この度は、オスであるが、頭隠して尻隠さずの格好、肛門が口を開けている尻の写真を撮るに至った。生きものは、概して、食物を口から摂取し、腹でそれを消化して、栄養分を吸収する。その後、尻の肛門から不要になったものを排泄する。鳥の場合は糞として出す。排泄される糞は不浄なものとされるが、ウグイスの糞のように美顔や染色の染み抜きなどに利用されることもある。

 ベニマシコは主に草木の実を食べるので、糞も元は草木の実が主であるから、それほど神経質になることもなかろうと思える。これは草食動物であるシカの糞に類するところ。奈良公園ではシカの糞がそこここに散らかっているが、それほど気にならない。

ところが、最近、ころころと丸い糞に混じって大きく柔らかな糞が見られるようになった。これは公園を訪れる人が与えるものによってシカの雑食性が進んでいることを物語るものであろう。人間の大便に近く、始末が悪くなって来た。それにしても、ベニマシコの肛門は少しも汚れたところがなく、奇麗に見える。

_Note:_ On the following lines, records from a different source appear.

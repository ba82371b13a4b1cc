//! [`FestivalRepository`]: festival lists from the server.

use std::sync::Arc;

use chrono::NaiveDate;
use unifest_api::RemoteGateway;
use unifest_core::{
  Result,
  festival::{FestivalSummary, FestivalToday, Region},
};

use crate::mapper;

pub struct FestivalRepository<G> {
  gateway: Arc<G>,
}

impl<G> Clone for FestivalRepository<G> {
  fn clone(&self) -> Self { Self { gateway: Arc::clone(&self.gateway) } }
}

impl<G: RemoteGateway> FestivalRepository<G> {
  pub fn new(gateway: Arc<G>) -> Self { Self { gateway } }

  pub async fn get_all_festivals(&self) -> Result<Vec<FestivalSummary>> {
    let list = self.gateway.fetch_all_festivals().await?;
    list.into_iter().map(mapper::festival_summary).collect()
  }

  /// Network search by school name.
  pub async fn search_school(&self, name: &str) -> Result<Vec<FestivalSummary>> {
    let list = self.gateway.search_schools(name).await?;
    list.into_iter().map(mapper::festival_summary).collect()
  }

  /// Festivals in `region`; [`Region::All`] lists every festival.
  pub async fn search_region(&self, region: Region) -> Result<Vec<FestivalSummary>> {
    if region == Region::All {
      return self.get_all_festivals().await;
    }
    let list = self.gateway.search_by_region(region.as_ref()).await?;
    list.into_iter().map(mapper::festival_summary).collect()
  }

  pub async fn get_today_festivals(&self, date: NaiveDate) -> Result<Vec<FestivalToday>> {
    let list = self.gateway.fetch_today_festivals(date).await?;
    list.into_iter().map(mapper::festival_today).collect()
  }
}

#[cfg(test)]
mod tests {
  use unifest_core::{Error, ErrorKind};

  use super::*;
  use crate::testing::{Failure, StubGateway, festival};

  fn repo(gw: &StubGateway) -> FestivalRepository<StubGateway> {
    FestivalRepository::new(Arc::new(gw.clone()))
  }

  #[tokio::test]
  async fn search_region_all_lists_everything() {
    let gw = StubGateway::new().with_festivals(vec![
      festival(1, "Seoul Univ", "서울"),
      festival(2, "Pusan Univ", "부산/울산"),
    ]);
    let list = repo(&gw).search_region(Region::All).await.unwrap();
    assert_eq!(list.len(), 2);
    assert_eq!(gw.calls(), vec!["all"]);
  }

  #[tokio::test]
  async fn search_region_sends_server_name() {
    let gw = StubGateway::new().with_festivals(vec![
      festival(1, "Seoul Univ", "서울"),
      festival(2, "Pusan Univ", "부산/울산"),
    ]);
    let list = repo(&gw).search_region(Region::BusanUlsan).await.unwrap();
    assert_eq!(list.iter().map(|f| f.festival_id).collect::<Vec<_>>(), vec![2]);
    assert_eq!(gw.calls(), vec!["region:부산/울산"]);
  }

  #[tokio::test]
  async fn failure_kind_passes_through_unchanged() {
    let gw = StubGateway::new();
    gw.fail_next(Failure::Server(500));
    let err = repo(&gw).search_school("Seoul").await.unwrap_err();
    assert!(matches!(err, Error::Server { status: 500, .. }));

    gw.fail_next(Failure::Network);
    let err = repo(&gw).get_all_festivals().await.unwrap_err();
    assert_eq!(err.kind(), ErrorKind::Network);
  }

  #[tokio::test]
  async fn malformed_date_fails_the_whole_list() {
    let mut bad = festival(3, "Korea Univ", "서울");
    bad.begin_date = "soon".into();
    let gw = StubGateway::new().with_festivals(vec![festival(1, "A", "서울"), bad]);
    let err = repo(&gw).get_all_festivals().await.unwrap_err();
    assert!(matches!(err, Error::MalformedResponse(_)));
  }
}
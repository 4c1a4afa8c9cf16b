//! Interactive menu loop
//!
//! Holds only presentation state (the store handle and the current
//! locale); every change to the task list goes through the store's
//! operations and the screen is re-rendered from the store afterward.

use std::io::{self, Write};

use gorev_core::task::{Priority, SortKey, Task, TaskStore};
use gorev_core::Error;

use crate::lang::{error_key, message, Locale, MessageKey};

pub struct App {
    store: TaskStore,
    locale: Locale,
}

impl App {
    pub fn new(store: TaskStore, locale: Locale) -> Self {
        Self { store, locale }
    }

    pub fn run(mut self) -> io::Result<()> {
        loop {
            self.print_menu();
            let Some(choice) = prompt(self.msg(MessageKey::MenuChoice))? else {
                // End of input counts as exit
                println!("{}", self.msg(MessageKey::Goodbye));
                return Ok(());
            };
            match choice.as_str() {
                "1" => {
                    self.print_task_list();
                }
                "2" => self.add_task()?,
                "3" => self.edit_task()?,
                "4" => self.delete_task()?,
                "5" => self.toggle_completed()?,
                "6" => self.sorted_list()?,
                "7" => self.change_language(),
                "8" => {
                    println!("{}", self.msg(MessageKey::Goodbye));
                    return Ok(());
                }
                _ => println!("{}", self.msg(MessageKey::InvalidChoice)),
            }
        }
    }

    fn msg(&self, key: MessageKey) -> &'static str {
        message(self.locale, key)
    }

    fn print_menu(&self) {
        println!("\n{}", "=".repeat(40));
        println!("    {}    ", self.msg(MessageKey::AppTitle));
        println!("{}", "=".repeat(40));
        for key in [
            MessageKey::MenuList,
            MessageKey::MenuAdd,
            MessageKey::MenuEdit,
            MessageKey::MenuDelete,
            MessageKey::MenuToggle,
            MessageKey::MenuSort,
            MessageKey::MenuLanguage,
            MessageKey::MenuExit,
        ] {
            println!("{}", self.msg(key));
        }
        println!("{}", "-".repeat(40));
    }

    /// Print the numbered task list; false if there is nothing to show
    fn print_task_list(&self) -> bool {
        if self.store.is_empty() {
            println!("{}", self.msg(MessageKey::NoTasks));
            return false;
        }
        println!("\n{}", self.msg(MessageKey::TaskListHeader));
        for (i, task) in self.store.list().iter().enumerate() {
            println!("{}. {}", i + 1, self.format_task(task));
        }
        true
    }

    fn format_task(&self, task: &Task) -> String {
        let status = if task.completed { "✓" } else { "□" };
        let priority = match task.priority {
            Priority::Low => self.msg(MessageKey::LowPriority),
            Priority::Medium => self.msg(MessageKey::MediumPriority),
            Priority::High => self.msg(MessageKey::HighPriority),
        };
        match &task.due_date {
            Some(date) => format!("{} [{}] {} [{}]", status, priority, task.text, date),
            None => format!("{} [{}] {}", status, priority, task.text),
        }
    }

    fn add_task(&mut self) -> io::Result<()> {
        let Some(text) = prompt(self.msg(MessageKey::EnterTask))? else {
            return Ok(());
        };
        let Some(due_date) = prompt(self.msg(MessageKey::EnterDueDate))? else {
            return Ok(());
        };
        let Some(priority) = self.prompt_priority(MessageKey::EnterPriority, Priority::Medium)?
        else {
            return Ok(());
        };
        let Some(completed) = self.prompt_yes_no(MessageKey::EnterCompleted, false)? else {
            return Ok(());
        };

        let mut task = Task::new(text)
            .with_priority(priority)
            .with_completed(completed);
        if !due_date.is_empty() {
            task = task.with_due_date(due_date);
        }

        let result = self.store.add(task);
        self.report_mutation(result, MessageKey::TaskAdded);
        Ok(())
    }

    fn edit_task(&mut self) -> io::Result<()> {
        if !self.print_task_list() {
            return Ok(());
        }
        let Some(position) = self.prompt_position()? else {
            return Ok(());
        };
        let Some(current) = position
            .checked_sub(1)
            .and_then(|i| self.store.list().get(i))
            .cloned()
        else {
            println!("{}", self.msg(MessageKey::InvalidTaskNum));
            return Ok(());
        };

        let Some(text) = prompt(self.msg(MessageKey::EnterNewTask))? else {
            return Ok(());
        };
        let text = if text.is_empty() {
            current.text.clone()
        } else {
            text
        };

        let Some(date_input) = prompt(self.msg(MessageKey::EnterNewDueDate))? else {
            return Ok(());
        };
        let due_date = match date_input.as_str() {
            "-" => None,
            "" => current.due_date.clone(),
            _ => Some(date_input),
        };

        let Some(priority) = self.prompt_priority(MessageKey::EnterNewPriority, current.priority)?
        else {
            return Ok(());
        };
        let Some(completed) = self.prompt_yes_no(MessageKey::EnterCompleted, current.completed)?
        else {
            return Ok(());
        };

        let mut task = Task::new(text)
            .with_priority(priority)
            .with_completed(completed);
        if let Some(date) = due_date {
            task = task.with_due_date(date);
        }

        let result = self.store.edit(position, task);
        self.report_mutation(result, MessageKey::TaskEdited);
        Ok(())
    }

    fn delete_task(&mut self) -> io::Result<()> {
        if !self.print_task_list() {
            return Ok(());
        }
        let Some(position) = self.prompt_position()? else {
            return Ok(());
        };
        match self.prompt_yes_no(MessageKey::ConfirmDelete, false)? {
            Some(true) => {}
            _ => return Ok(()),
        }

        let result = self.store.delete(position);
        self.report_mutation(result, MessageKey::TaskDeleted);
        Ok(())
    }

    fn toggle_completed(&mut self) -> io::Result<()> {
        if !self.print_task_list() {
            return Ok(());
        }
        let Some(position) = self.prompt_position()? else {
            return Ok(());
        };
        let Some(current) = position
            .checked_sub(1)
            .and_then(|i| self.store.list().get(i))
            .cloned()
        else {
            println!("{}", self.msg(MessageKey::InvalidTaskNum));
            return Ok(());
        };

        let completed = !current.completed;
        let result = self.store.edit(position, current.with_completed(completed));
        self.report_mutation(result, MessageKey::TaskEdited);
        Ok(())
    }

    fn sorted_list(&self) -> io::Result<()> {
        if self.store.is_empty() {
            println!("{}", self.msg(MessageKey::NoTasks));
            return Ok(());
        }
        let Some(choice) = prompt(self.msg(MessageKey::SortPrompt))? else {
            return Ok(());
        };
        let key = match choice.as_str() {
            "1" => SortKey::Name,
            "2" => SortKey::Priority,
            "3" => SortKey::DueDate,
            _ => {
                println!("{}", self.msg(MessageKey::InvalidChoice));
                return Ok(());
            }
        };

        // Rows keep their storage numbers, so they stay valid for
        // edit/delete.
        println!("\n{}", self.msg(MessageKey::TaskListHeader));
        for (position, task) in self.store.sorted_view(key) {
            println!("{}. {}", position, self.format_task(task));
        }
        Ok(())
    }

    fn change_language(&mut self) {
        self.locale = self.locale.toggled();
        println!("{}", self.msg(MessageKey::LangChanged));
    }

    /// Prompt for a task number; `None` cancels the operation
    fn prompt_position(&self) -> io::Result<Option<usize>> {
        let Some(input) = prompt(self.msg(MessageKey::EnterTaskNum))? else {
            return Ok(None);
        };
        match input.parse::<usize>() {
            Ok(position) => Ok(Some(position)),
            Err(_) => {
                println!("{}", self.msg(MessageKey::InvalidTaskNum));
                Ok(None)
            }
        }
    }

    /// Prompt for a priority keyword; blank input keeps `default`
    fn prompt_priority(
        &self,
        key: MessageKey,
        default: Priority,
    ) -> io::Result<Option<Priority>> {
        let Some(input) = prompt(self.msg(key))? else {
            return Ok(None);
        };
        if input.is_empty() {
            return Ok(Some(default));
        }
        match Priority::parse(&input.to_lowercase()) {
            Some(priority) => Ok(Some(priority)),
            None => {
                println!("{}", self.msg(MessageKey::InvalidPriority));
                Ok(None)
            }
        }
    }

    /// Localized yes/no prompt; blank input keeps `default`
    fn prompt_yes_no(&self, key: MessageKey, default: bool) -> io::Result<Option<bool>> {
        let Some(input) = prompt(self.msg(key))? else {
            return Ok(None);
        };
        if input.is_empty() {
            return Ok(Some(default));
        }
        let input = input.to_lowercase();
        let yes = self.msg(MessageKey::Yes).to_lowercase();
        let initial = &yes[..yes
            .char_indices()
            .nth(1)
            .map(|(i, _)| i)
            .unwrap_or(yes.len())];
        Ok(Some(input == yes || input == initial))
    }

    /// Print the success message, then surface a persistence failure too:
    /// the mutation already applied in memory even when the write failed.
    fn report_mutation(&self, result: gorev_core::Result<Task>, success: MessageKey) {
        match result {
            Ok(_) => println!("{}", self.msg(success)),
            Err(Error::Persistence(detail)) => {
                println!("{}", self.msg(success));
                println!("{}{}", self.msg(MessageKey::FileError), detail);
            }
            Err(err) => self.report_error(&err),
        }
    }

    fn report_error(&self, err: &Error) {
        match err {
            Error::MalformedRecord(detail) | Error::Persistence(detail) => {
                println!("{}{}", self.msg(error_key(err)), detail);
            }
            _ => println!("{}", self.msg(error_key(err))),
        }
    }
}

/// Read one trimmed line from stdin; `None` on end of input
fn prompt(label: &str) -> io::Result<Option<String>> {
    print!("{}", label);
    io::stdout().flush()?;
    let mut line = String::new();
    if io::stdin().read_line(&mut line)? == 0 {
        return Ok(None);
    }
    Ok(Some(line.trim().to_string()))
}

近年、全国各地でニワトリの鳥インフルエンザが蔓延し、原因がツルやカモなどの渡り鳥にあるとされ、野鳥への風当たりが強く、警戒されているが、この話は鳥の生息域と食に関わる話で、草木の実を主食にしているベニマシコのような小鳥にはほぼ関わりのないことであろう。

ベニマシコの尻に大きく口を開けた肛門の写真は、失礼とは思うが、よく撮れている。肛門が開いているのは何故か。糞をする前の一瞬か、それともオナラの一瞬か。小鳥もオナラをするのだろうか。そんなことも、この写真からは思いが巡る。ベニマシコには失礼したが、丸見えの尻はカメラの目に語りかけて来るものがあった。 写真は尻丸出しのベニマシコのオス。